Jones was a member of the US National team that won the bronze medal in the 1992 Barcelona Olympics.

==ABL career==
Jones played in all 2½ seasons of the ABL, all for the New England Blizzard. She holds two significant ABL career records: most points per game (21.5 ppg) and most free throws made (555). She is second only to Teresa Edwards in ABL career total points scored (Edwards had 2,035 points in 98 games, while Jones-Young scored 1,910 in 89 games).
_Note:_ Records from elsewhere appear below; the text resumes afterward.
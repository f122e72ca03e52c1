//! Linear Integer Arithmetic Plugin.
//!
//! Keeps a candidate integer per registered term. Sums and products carry a
//! cached value repaired against their children; uninterpreted constants,
//! function applications and array reads of integer sort are adjustable
//! leaves the repair moves operate on. Predicates (`<=`, `<`, integer `=`)
//! are repaired by nudging one side's value to satisfy the atom's assigned
//! truth.

use crate::ast::{Family, TermId, TermKind};
use crate::context::Context;
use crate::literal::Lit;
use crate::plugin::Plugin;
use crate::value::Value;
use num_bigint::BigInt;
use num_traits::{One, Zero};
use rustc_hash::FxHashMap;

/// Plugin for the arithmetic family.
#[derive(Debug, Default)]
pub struct ArithPlugin {
    values: FxHashMap<TermId, BigInt>,
    atoms: Vec<TermId>,
    terms: Vec<TermId>,
}

impl ArithPlugin {
    /// Create the plugin.
    #[must_use]
    pub fn new() -> Self {
        Self::default()
    }

    fn value(&self, ctx: &Context<'_>, t: TermId) -> BigInt {
        if let Some(v) = self.values.get(&t) {
            return v.clone();
        }
        match &ctx.tm().get(t).kind {
            TermKind::IntConst(v) => v.clone(),
            _ => BigInt::zero(),
        }
    }

    /// Recompute a term's value from its children's cached values.
    fn eval(&self, ctx: &Context<'_>, t: TermId) -> BigInt {
        match &ctx.tm().get(t).kind {
            TermKind::IntConst(v) => v.clone(),
            TermKind::Add(args) => args.iter().map(|&a| self.value(ctx, a)).sum(),
            TermKind::Mul(args) => args.iter().map(|&a| self.value(ctx, a)).product(),
            _ => self.value(ctx, t),
        }
    }

    fn eval_pred(&self, ctx: &Context<'_>, t: TermId) -> Option<bool> {
        match ctx.tm().get(t).kind {
            TermKind::Le(a, b) => Some(self.value(ctx, a) <= self.value(ctx, b)),
            TermKind::Lt(a, b) => Some(self.value(ctx, a) < self.value(ctx, b)),
            TermKind::Eq(a, b) => Some(self.value(ctx, a) == self.value(ctx, b)),
            _ => None,
        }
    }

    fn nudge(&mut self, ctx: &mut Context<'_>, t: TermId, new: BigInt) {
        if self.value(ctx, t) != new {
            self.values.insert(t, new);
            ctx.new_value_eh(t);
        }
    }

    fn adjustable(ctx: &Context<'_>, t: TermId) -> bool {
        !matches!(ctx.tm().get(t).kind, TermKind::IntConst(_))
    }

    fn is_int(ctx: &Context<'_>, t: TermId) -> bool {
        ctx.tm().sort(t) == ctx.tm().sorts.int_sort
    }

    /// Repair one side of a predicate so the relation matches `target`.
    fn repair_pred(&mut self, ctx: &mut Context<'_>, term: TermId, target: bool) -> bool {
        let (TermKind::Le(a, b) | TermKind::Lt(a, b) | TermKind::Eq(a, b)) =
            ctx.tm().get(term).kind
        else {
            return true;
        };
        let strict = matches!(ctx.tm().get(term).kind, TermKind::Lt(..));
        let is_eq = matches!(ctx.tm().get(term).kind, TermKind::Eq(..));
        let va = self.value(ctx, a);
        let vb = self.value(ctx, b);

        let mut sides = Vec::with_capacity(2);
        if Self::adjustable(ctx, a) {
            sides.push(true);
        }
        if Self::adjustable(ctx, b) {
            sides.push(false);
        }
        if sides.is_empty() {
            return false;
        }
        let left = sides[ctx.rand_index(sides.len())];

        let one = BigInt::one();
        let new = if is_eq {
            if target {
                if left { vb } else { va }
            } else if left {
                vb + &one
            } else {
                va + &one
            }
        } else if target {
            // want a <= b (or a < b)
            match (left, strict) {
                (true, false) => vb,
                (true, true) => vb - &one,
                (false, false) => va,
                (false, true) => va + &one,
            }
        } else {
            // want a > b (or a >= b)
            match (left, strict) {
                (true, false) => vb + &one,
                (true, true) => vb,
                (false, false) => va - &one,
                (false, true) => va,
            }
        };
        self.nudge(ctx, if left { a } else { b }, new);
        true
    }
}

impl Plugin for ArithPlugin {
    fn family(&self) -> Family {
        Family::Arith
    }

    fn register_term(&mut self, ctx: &mut Context<'_>, term: TermId) {
        if Self::is_int(ctx, term) {
            let v = self.eval(ctx, term);
            self.values.insert(term, v);
            self.terms.push(term);
        }
        let is_atom = match ctx.tm().get(term).kind {
            TermKind::Le(..) | TermKind::Lt(..) => true,
            TermKind::Eq(a, _) => Self::is_int(ctx, a),
            _ => false,
        };
        if is_atom {
            self.atoms.push(term);
        }
    }

    fn propagate_literal(&mut self, ctx: &mut Context<'_>, lit: Lit) {
        let Some(atom) = ctx.atom(lit.var()) else {
            return;
        };
        if let Some(actual) = self.eval_pred(ctx, atom) {
            if actual != ctx.is_true(Lit::pos(lit.var())) {
                ctx.schedule_repair_down(atom);
            }
        }
    }

    fn repair_down(&mut self, ctx: &mut Context<'_>, term: TermId) -> bool {
        if ctx.tm().is_bool(term) {
            let Some(v) = ctx.atom_var(term) else {
                return true;
            };
            let target = ctx.is_true(Lit::pos(v));
            if self.eval_pred(ctx, term) == Some(target) {
                return true;
            }
            return self.repair_pred(ctx, term, target);
        }

        let desired = self.value(ctx, term);
        let actual = self.eval(ctx, term);
        if desired == actual {
            return true;
        }
        match ctx.tm().get(term).kind.clone() {
            TermKind::IntConst(v) => {
                // numerals are rigid; restore and report failure
                self.nudge(ctx, term, v);
                false
            }
            TermKind::Add(args) => {
                let adjustable: Vec<TermId> = args
                    .iter()
                    .copied()
                    .filter(|&a| Self::adjustable(ctx, a))
                    .collect();
                if adjustable.is_empty() {
                    return false;
                }
                let child = adjustable[ctx.rand_index(adjustable.len())];
                let delta = desired - actual;
                let new = self.value(ctx, child) + delta;
                self.nudge(ctx, child, new);
                true
            }
            TermKind::Mul(args) => {
                if desired.is_zero() {
                    let adjustable: Vec<TermId> = args
                        .iter()
                        .copied()
                        .filter(|&a| Self::adjustable(ctx, a))
                        .collect();
                    if adjustable.is_empty() {
                        return false;
                    }
                    let child = adjustable[ctx.rand_index(adjustable.len())];
                    self.nudge(ctx, child, BigInt::zero());
                    return true;
                }
                let start = ctx.rand_index(args.len());
                for i in 0..args.len() {
                    let child = args[(start + i) % args.len()];
                    if !Self::adjustable(ctx, child) {
                        continue;
                    }
                    let rest: BigInt = args
                        .iter()
                        .filter(|&&o| o != child)
                        .map(|&o| self.value(ctx, o))
                        .product();
                    if rest.is_zero() || !(&desired % &rest).is_zero() {
                        continue;
                    }
                    let new = &desired / &rest;
                    self.nudge(ctx, child, new);
                    return true;
                }
                false
            }
            _ => true,
        }
    }

    fn repair_up(&mut self, ctx: &mut Context<'_>, term: TermId) {
        if ctx.tm().is_bool(term) {
            let Some(actual) = self.eval_pred(ctx, term) else {
                return;
            };
            let Some(v) = ctx.atom_var(term) else {
                return;
            };
            if ctx.is_true(Lit::pos(v)) != actual {
                if ctx.try_flip(v) {
                    ctx.new_value_eh(term);
                } else {
                    ctx.schedule_repair_down(term);
                }
            }
            return;
        }
        let v = self.eval(ctx, term);
        self.nudge(ctx, term, v);
    }

    fn repair_literal(&mut self, ctx: &mut Context<'_>, lit: Lit) {
        self.propagate_literal(ctx, lit);
    }

    fn is_sat(&mut self, ctx: &mut Context<'_>) -> bool {
        let mut sat = true;
        for i in 0..self.atoms.len() {
            let t = self.atoms[i];
            let (Some(actual), Some(v)) = (self.eval_pred(ctx, t), ctx.atom_var(t)) else {
                continue;
            };
            if actual != ctx.is_true(Lit::pos(v)) {
                ctx.schedule_repair_down(t);
                sat = false;
            }
        }
        for i in 0..self.terms.len() {
            let t = self.terms[i];
            if self.value(ctx, t) != self.eval(ctx, t) {
                ctx.schedule_repair_up(t);
                sat = false;
            }
        }
        sat
    }

    fn get_value(&mut self, ctx: &mut Context<'_>, term: TermId) -> Option<Value> {
        if !Self::is_int(ctx, term) {
            return None;
        }
        if let Some(v) = self.values.get(&term) {
            return Some(Value::Int(v.clone()));
        }
        match &ctx.tm().get(term).kind {
            TermKind::IntConst(v) => Some(Value::Int(v.clone())),
            _ => None,
        }
    }

    fn set_value(&mut self, ctx: &mut Context<'_>, term: TermId, value: &Value) -> bool {
        let Value::Int(i) = value else {
            return false;
        };
        if !Self::is_int(ctx, term) || !Self::adjustable(ctx, term) {
            return false;
        }
        if !self.values.contains_key(&term) {
            return false;
        }
        self.nudge(ctx, term, i.clone());
        true
    }

    fn display(&self, _tm: &crate::ast::TermManager) -> String {
        format!("arith: {} terms, {} atoms\n", self.terms.len(), self.atoms.len())
    }
}

#[cfg(test)]
mod tests {
    use super::*;
    use crate::ast::TermManager;
    use crate::config::SlsConfig;
    use crate::sat::MemorySat;

    #[test]
    fn test_sum_eval() {
        let mut tm = TermManager::new();
        let mut sat = MemorySat::new();
        let x = tm.mk_var("x", tm.sorts.int_sort);
        let two = tm.mk_int(BigInt::from(2));
        let sum = tm.mk_add(vec![x, two]);
        let mut ctx = Context::new(&mut tm, &mut sat, SlsConfig::default());
        let mut p = ArithPlugin::new();
        p.register_term(&mut ctx, x);
        p.register_term(&mut ctx, two);
        p.register_term(&mut ctx, sum);
        assert_eq!(p.eval(&ctx, sum), BigInt::from(2));
        p.nudge(&mut ctx, x, BigInt::from(5));
        assert_eq!(p.eval(&ctx, sum), BigInt::from(7));
    }

    #[test]
    fn test_repair_pred_le() {
        let mut tm = TermManager::new();
        let mut sat = MemorySat::new();
        let x = tm.mk_var("x", tm.sorts.int_sort);
        let ten = tm.mk_int(BigInt::from(10));
        let le = tm.mk_le(ten, x);
        let mut ctx = Context::new(&mut tm, &mut sat, SlsConfig::default());
        let mut p = ArithPlugin::new();
        for t in [x, ten, le] {
            p.register_term(&mut ctx, t);
        }
        // 10 <= x with x = 0 is false; only x is adjustable
        assert_eq!(p.eval_pred(&ctx, le), Some(false));
        assert!(p.repair_pred(&mut ctx, le, true));
        assert_eq!(p.eval_pred(&ctx, le), Some(true));
        assert_eq!(p.value(&ctx, x), BigInt::from(10));
    }

    #[test]
    fn test_repair_down_add() {
        let mut tm = TermManager::new();
        let mut sat = MemorySat::new();
        let x = tm.mk_var("x", tm.sorts.int_sort);
        let y = tm.mk_var("y", tm.sorts.int_sort);
        let sum = tm.mk_add(vec![x, y]);
        let mut ctx = Context::new(&mut tm, &mut sat, SlsConfig::default());
        let mut p = ArithPlugin::new();
        for t in [x, y, sum] {
            p.register_term(&mut ctx, t);
        }
        p.values.insert(sum, BigInt::from(7));
        assert!(p.repair_down(&mut ctx, sum));
        assert_eq!(p.eval(&ctx, sum), BigInt::from(7));
    }
}
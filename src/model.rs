//! Models.
//!
//! A model maps uninterpreted constants to candidate values and records
//! uninterpreted function interpretations contributed by plugins. Built when
//! every plugin reports a consistent state and handed to the SAT oracle's
//! `on_model` callback exactly once per successful check.

use crate::ast::{TermId, TermManager};
use crate::value::Value;
use lasso::Spur;
use rustc_hash::FxHashMap;

/// An interpretation of one uninterpreted function: argument value tuples to
/// result value, plus a default for unlisted tuples.
#[derive(Debug, Clone, Default)]
pub struct FuncInterp {
    /// Explicit entries.
    pub entries: Vec<(Vec<Value>, Value)>,
    /// Value of all unlisted argument tuples.
    pub default: Option<Value>,
}

/// A candidate model.
#[derive(Debug, Clone, Default)]
pub struct Model {
    assignments: FxHashMap<TermId, Value>,
    functions: FxHashMap<Spur, FuncInterp>,
}

impl Model {
    /// Create an empty model.
    #[must_use]
    pub fn new() -> Self {
        Self::default()
    }

    /// Record the value of an uninterpreted constant.
    pub fn assign(&mut self, term: TermId, value: Value) {
        self.assignments.insert(term, value);
    }

    /// Value of a constant, if recorded.
    #[must_use]
    pub fn get(&self, term: TermId) -> Option<&Value> {
        self.assignments.get(&term)
    }

    /// Record a function interpretation.
    pub fn assign_func(&mut self, func: Spur, interp: FuncInterp) {
        self.functions.insert(func, interp);
    }

    /// Interpretation of a function, if recorded.
    #[must_use]
    pub fn func(&self, func: Spur) -> Option<&FuncInterp> {
        self.functions.get(&func)
    }

    /// Number of constant assignments.
    #[must_use]
    pub fn len(&self) -> usize {
        self.assignments.len()
    }

    /// True iff no constants are assigned.
    #[must_use]
    pub fn is_empty(&self) -> bool {
        self.assignments.is_empty()
    }

    /// Iterate over constant assignments.
    pub fn iter(&self) -> impl Iterator<Item = (TermId, &Value)> {
        self.assignments.iter().map(|(&t, v)| (t, v))
    }

    /// Render the model, resolving names through the term manager.
    #[must_use]
    pub fn display(&self, tm: &TermManager) -> String {
        let mut lines: Vec<String> = self
            .assignments
            .iter()
            .map(|(&t, v)| format!("{} := {v}", tm.display(t)))
            .collect();
        lines.sort();
        lines.join("\n")
    }
}
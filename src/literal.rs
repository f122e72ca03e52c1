//! Boolean Variables and Literals.
//!
//! Minimal SAT-level identifiers shared between the repair engine and the
//! external SAT oracle. A literal packs a variable and a sign into a single
//! word so that clause vectors stay flat.

use std::fmt;
use std::ops::Not;

/// A Boolean variable allocated by the SAT oracle.
#[derive(Debug, Clone, Copy, PartialEq, Eq, PartialOrd, Ord, Hash)]
pub struct Var(u32);

impl Var {
    /// Create a variable from its index.
    #[must_use]
    pub const fn new(index: u32) -> Self {
        Self(index)
    }

    /// Index of this variable.
    #[must_use]
    pub const fn index(self) -> u32 {
        self.0
    }
}

impl fmt::Display for Var {
    fn fmt(&self, f: &mut fmt::Formatter<'_>) -> fmt::Result {
        write!(f, "v{}", self.0)
    }
}

/// A literal: a variable together with a polarity.
///
/// Encoded as `var << 1 | sign`, where an odd value denotes the negated
/// variable. The encoding doubles as a dense index for use lists.
#[derive(Debug, Clone, Copy, PartialEq, Eq, PartialOrd, Ord, Hash)]
pub struct Lit(u32);

impl Lit {
    /// Positive literal of `var`.
    #[must_use]
    pub const fn pos(var: Var) -> Self {
        Self(var.0 << 1)
    }

    /// Negative literal of `var`.
    #[must_use]
    pub const fn neg(var: Var) -> Self {
        Self(var.0 << 1 | 1)
    }

    /// Literal of `var` with the given sign; `sign == true` means negated.
    #[must_use]
    pub const fn new(var: Var, sign: bool) -> Self {
        Self(var.0 << 1 | sign as u32)
    }

    /// The underlying variable.
    #[must_use]
    pub const fn var(self) -> Var {
        Var(self.0 >> 1)
    }

    /// True iff this literal is the positive polarity.
    #[must_use]
    pub const fn is_pos(self) -> bool {
        self.0 & 1 == 0
    }

    /// True iff this literal is the negative polarity.
    #[must_use]
    pub const fn is_neg(self) -> bool {
        self.0 & 1 == 1
    }

    /// Dense index of this literal (distinct from the negation's index).
    #[must_use]
    pub const fn index(self) -> u32 {
        self.0
    }

    /// Reconstruct a literal from [`Lit::index`].
    #[must_use]
    pub const fn from_index(index: u32) -> Self {
        Self(index)
    }
}

impl Not for Lit {
    type Output = Lit;

    fn not(self) -> Lit {
        Lit(self.0 ^ 1)
    }
}

impl fmt::Display for Lit {
    fn fmt(&self, f: &mut fmt::Formatter<'_>) -> fmt::Result {
        if self.is_neg() {
            write!(f, "-")?;
        }
        write!(f, "{}", self.var().index())
    }
}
Jones was named to the All-ABL 2nd team for the ABL's inaugural 1996–1997 season. She improved on that in her second ABL season, making the All-ABL 1st Team for 1997–1998. The league folded midway through the third season, so Jones is one of only five players to make the All-ABL list in both its seasons—the others being Teresa Edwards, Dawn Staley, Natalie Williams and Adrienne Goodson.

==WNBA career==
Jones married Charlton Young in 1998. In 1999, she was the 42nd overall pick in the fourth round of the WNBA draft, selected by the New York Liberty. In May 2000, the Liberty traded Jones-Young to the Portland Fire for Tari Phillips. Coming off a long layoff for injury and the birth of her first daughter, Jones-Young played in a total 42 games as a reserve for the Fire in 2001 and 2002. After her 2002 season, Jones-Young retired.